KEYWORDS: LED (Light Emitting Diode),Wi-Fi (Wireless Fidelity),Li-Fi (Light Fidelity),VLC (Visible Light Communication),RF (Radio Frequency).
The concept of Li-fi is currently attracting a great deal of interest, not least because it offers a genuine and very efficient alternative to RF.As a growing number of people and their recent device access wireless internet, the airwaves are becoming increasingly clogged and unavailability of free bandwidths to every device, making it more and more difficult to get a reliable, high speed signal. The opportunity to exploit a completely different part of the electromagnetic spectrum is very appealing. Li-Fi has other advantages over Wi-Fi, such as safe to use at nuclear power plants, thermal power stations where Wi-Fi cannot be used. In such stations RF waves can be harmful and can cause accident, to communicate in such regions only visible light spectrum can be safe. Apart from adverse regions Li-fi can also be used in all places where Wi-Fi can be used. Li-fi is present wherever there is availability of light, in turn eradicating the necessity of having hot-spots only at selected places. There are four criterions to judge on the working of Li-Fi and Wi-Fi that is, capacity, efficiency, availability and security. Both Li-fi and Wi-Fi uses electromagnetic spectrum for data transmission, but whereas Wi-Fi utilizes radio waves, Li-Fi uses visible light communication in the range of 100Mbps. The present paper deals with the VLC which provide a wide and fast data rate like 500Mbps. In this paper, the comparison is made between Wi-Fi and Li-Fi technology. This paper also discusses the working, implementation and improvements in Li-fi technology.
This paper is organized as follows. Section 2 discusses the introduction to Li-fi and Wi-fi. In section 3, the history and future scope of Li-Fi technology has been discussed. Section 4 discusses LI-Fi communication with other devices. Working of LI-Fi technology is discussed in section 5. In section 6, physical layer, modulation formats and frequency spectrum that is related with Li-Fi communication has been discussed. Section 7 deals with the Li-Fi system which was designed by Chinese professor Chi Nan. In Section 8, comparison is made between the Li-Fi, Wi-Fi and bluetooth technology. Finally, section 9 presents conclusion.

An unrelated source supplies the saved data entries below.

// Hive Integration Auth
//
// Three JSON files under `<home>/integrations/`: authorized, pending,
// disabled. Grounded on the teacher's `engine/channels/access.rs`
// (allowlist/pairing semantics) and `engine/channels/mod.rs`'s
// load/save-config-as-JSON helper pair — but persisted to dedicated files
// rather than the engine's generic key/value config table, per spec §6's
// home-directory layout.

use crate::atoms::error::HiveResult;
use parking_lot::Mutex;
use serde::{Deserialize, Serialize};
use std::collections::{HashMap, HashSet};
use std::path::{Path, PathBuf};

#[derive(Debug, Clone, Default, Serialize, Deserialize)]
struct AuthorizedFile {
    /// platform -> set of authorized `from` identifiers.
    #[serde(default)]
    entries: HashMap<String, HashSet<String>>,
}

#[derive(Debug, Clone, Serialize, Deserialize)]
struct PendingEntry {
    first_seen_at: String,
    last_seen_at: String,
    last_text: String,
}

#[derive(Debug, Clone, Default, Serialize, Deserialize)]
struct PendingFile {
    /// platform -> from -> pending entry.
    #[serde(default)]
    entries: HashMap<String, HashMap<String, PendingEntry>>,
}

#[derive(Debug, Clone, Default, Serialize, Deserialize)]
struct DisabledFile {
    #[serde(default)]
    platforms: HashSet<String>,
}

fn load_json<T: Default + for<'de> Deserialize<'de>>(path: &Path) -> T {
    std::fs::read_to_string(path)
        .ok()
        .and_then(|s| serde_json::from_str(&s).ok())
        .unwrap_or_default()
}

/// Write `value` to `path` via a temp-file-then-rename so a crash mid-write
/// never leaves a truncated/corrupt JSON file behind.
fn save_json<T: Serialize>(path: &Path, value: &T) -> HiveResult<()> {
    if let Some(parent) = path.parent() {
        std::fs::create_dir_all(parent)?;
    }
    let json = serde_json::to_string_pretty(value)?;
    let tmp_path = path.with_extension("json.tmp");
    std::fs::write(&tmp_path, json)?;
    std::fs::rename(&tmp_path, path)?;
    Ok(())
}

/// Thread-safe handle to the three integration-auth files under
/// `<home>/integrations/`.
pub struct IntegrationAuth {
    dir: PathBuf,
    authorized: Mutex<AuthorizedFile>,
    pending: Mutex<PendingFile>,
    disabled: Mutex<DisabledFile>,
}

impl IntegrationAuth {
    pub fn open(home: impl AsRef<Path>) -> Self {
        let dir = home.as_ref().join("integrations");
        IntegrationAuth {
            authorized: Mutex::new(load_json(&dir.join("authorized.json"))),
            pending: Mutex::new(load_json(&dir.join("pending.json"))),
            disabled: Mutex::new(load_json(&dir.join("disabled.json"))),
            dir,
        }
    }

    fn authorized_path(&self) -> PathBuf {
        self.dir.join("authorized.json")
    }

    fn pending_path(&self) -> PathBuf {
        self.dir.join("pending.json")
    }

    fn disabled_path(&self) -> PathBuf {
        self.dir.join("disabled.json")
    }

    pub fn is_authorized(&self, platform: &str, from: &str) -> bool {
        self.authorized
            .lock()
            .entries
            .get(platform)
            .map(|set| set.contains(from))
            .unwrap_or(false)
    }

    /// Record (or refresh) a pending authorization request. `first_seen_at`
    /// is set only the first time; `last_seen_at`/`last_text` are
    /// overwritten on every call.
    pub fn upsert_pending(
        &self,
        platform: &str,
        from: &str,
        timestamp: &str,
        text: &str,
    ) -> HiveResult<()> {
        {
            let mut pending = self.pending.lock();
            let platform_entries = pending.entries.entry(platform.to_string()).or_default();
            let entry = platform_entries
                .entry(from.to_string())
                .or_insert_with(|| PendingEntry {
                    first_seen_at: timestamp.to_string(),
                    last_seen_at: timestamp.to_string(),
                    last_text: text.to_string(),
                });
            entry.last_seen_at = timestamp.to_string();
            entry.last_text = text.to_string();
            save_json(&self.pending_path(), &*pending)?;
        }
        Ok(())
    }

    /// Authorize `(platform, id)`, atomically removing any matching
    /// pending entry.
    pub fn add_authorized(&self, platform: &str, id: &str) -> HiveResult<()> {
        {
            let mut authorized = self.authorized.lock();
            authorized
                .entries
                .entry(platform.to_string())
                .or_default()
                .insert(id.to_string());
            save_json(&self.authorized_path(), &*authorized)?;
        }
        {
            let mut pending = self.pending.lock();
            if let Some(platform_entries) = pending.entries.get_mut(platform) {
                platform_entries.remove(id);
            }
            save_json(&self.pending_path(), &*pending)?;
        }
        Ok(())
    }

    pub fn is_disabled(&self, platform: &str) -> bool {
        self.disabled.lock().platforms.contains(platform)
    }

    pub fn set_disabled(&self, platform: &str, disabled: bool) -> HiveResult<()> {
        let mut file = self.disabled.lock();
        if disabled {
            file.platforms.insert(platform.to_string());
        } else {
            file.platforms.remove(platform);
        }
        save_json(&self.disabled_path(), &*file)
    }
}

#[cfg(test)]
mod tests {
    use super::*;

    #[test]
    fn unauthorized_user_is_not_authorized() {
        let dir = tempfile::tempdir().unwrap();
        let auth = IntegrationAuth::open(dir.path());
        assert!(!auth.is_authorized("telegram", "user-1"));
    }

    #[test]
    fn add_authorized_removes_matching_pending_entry() {
        let dir = tempfile::tempdir().unwrap();
        let auth = IntegrationAuth::open(dir.path());
        auth.upsert_pending("telegram", "user-1", "t0", "hi").unwrap();
        assert_eq!(auth.pending.lock().entries["telegram"].len(), 1);
        auth.add_authorized("telegram", "user-1").unwrap();
        assert!(auth.is_authorized("telegram", "user-1"));
        assert!(auth.pending.lock().entries["telegram"].is_empty());
    }

    #[test]
    fn upsert_pending_preserves_first_seen_but_updates_last() {
        let dir = tempfile::tempdir().unwrap();
        let auth = IntegrationAuth::open(dir.path());
        auth.upsert_pending("telegram", "user-1", "t0", "hi").unwrap();
        auth.upsert_pending("telegram", "user-1", "t1", "hi again").unwrap();
        let pending = auth.pending.lock();
        let entry = &pending.entries["telegram"]["user-1"];
        assert_eq!(entry.first_seen_at, "t0");
        assert_eq!(entry.last_seen_at, "t1");
        assert_eq!(entry.last_text, "hi again");
    }

    #[test]
    fn disabled_flag_round_trips_through_reopen() {
        let dir = tempfile::tempdir().unwrap();
        {
            let auth = IntegrationAuth::open(dir.path());
            auth.set_disabled("discord", true).unwrap();
        }
        let auth = IntegrationAuth::open(dir.path());
        assert!(auth.is_disabled("discord"));
        assert!(!auth.is_disabled("telegram"));
    }
}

3) HISTORY AND FUTURE OF LI-FI
The technology underpinning Li-Fi was pioneered by German Physicist Harald Hass, currently based at University of Edinburgh in UK. Haas coined the term Li-Fi(Light Fidelity) in 2011 in the context of a talk presenting the new technology at the TED (Technology Entertainment and Design) Global conference. The word quickly entered common parlance as an instantly recognizable alternative to Wi-Fi. Both terms are examples of abbreviations linguists sometimes describe as clipped forms( i.e. Wi-Fi=wireless fidelity, Li-Fi= light fidelity).Haas’s research project, originally known as D-light(short for Data Light), is now set to launch a prototype Li-Fi application under the name of newly-formed company VLC(Visible Light Communication) Ltd., which was setup to commercialize the technology.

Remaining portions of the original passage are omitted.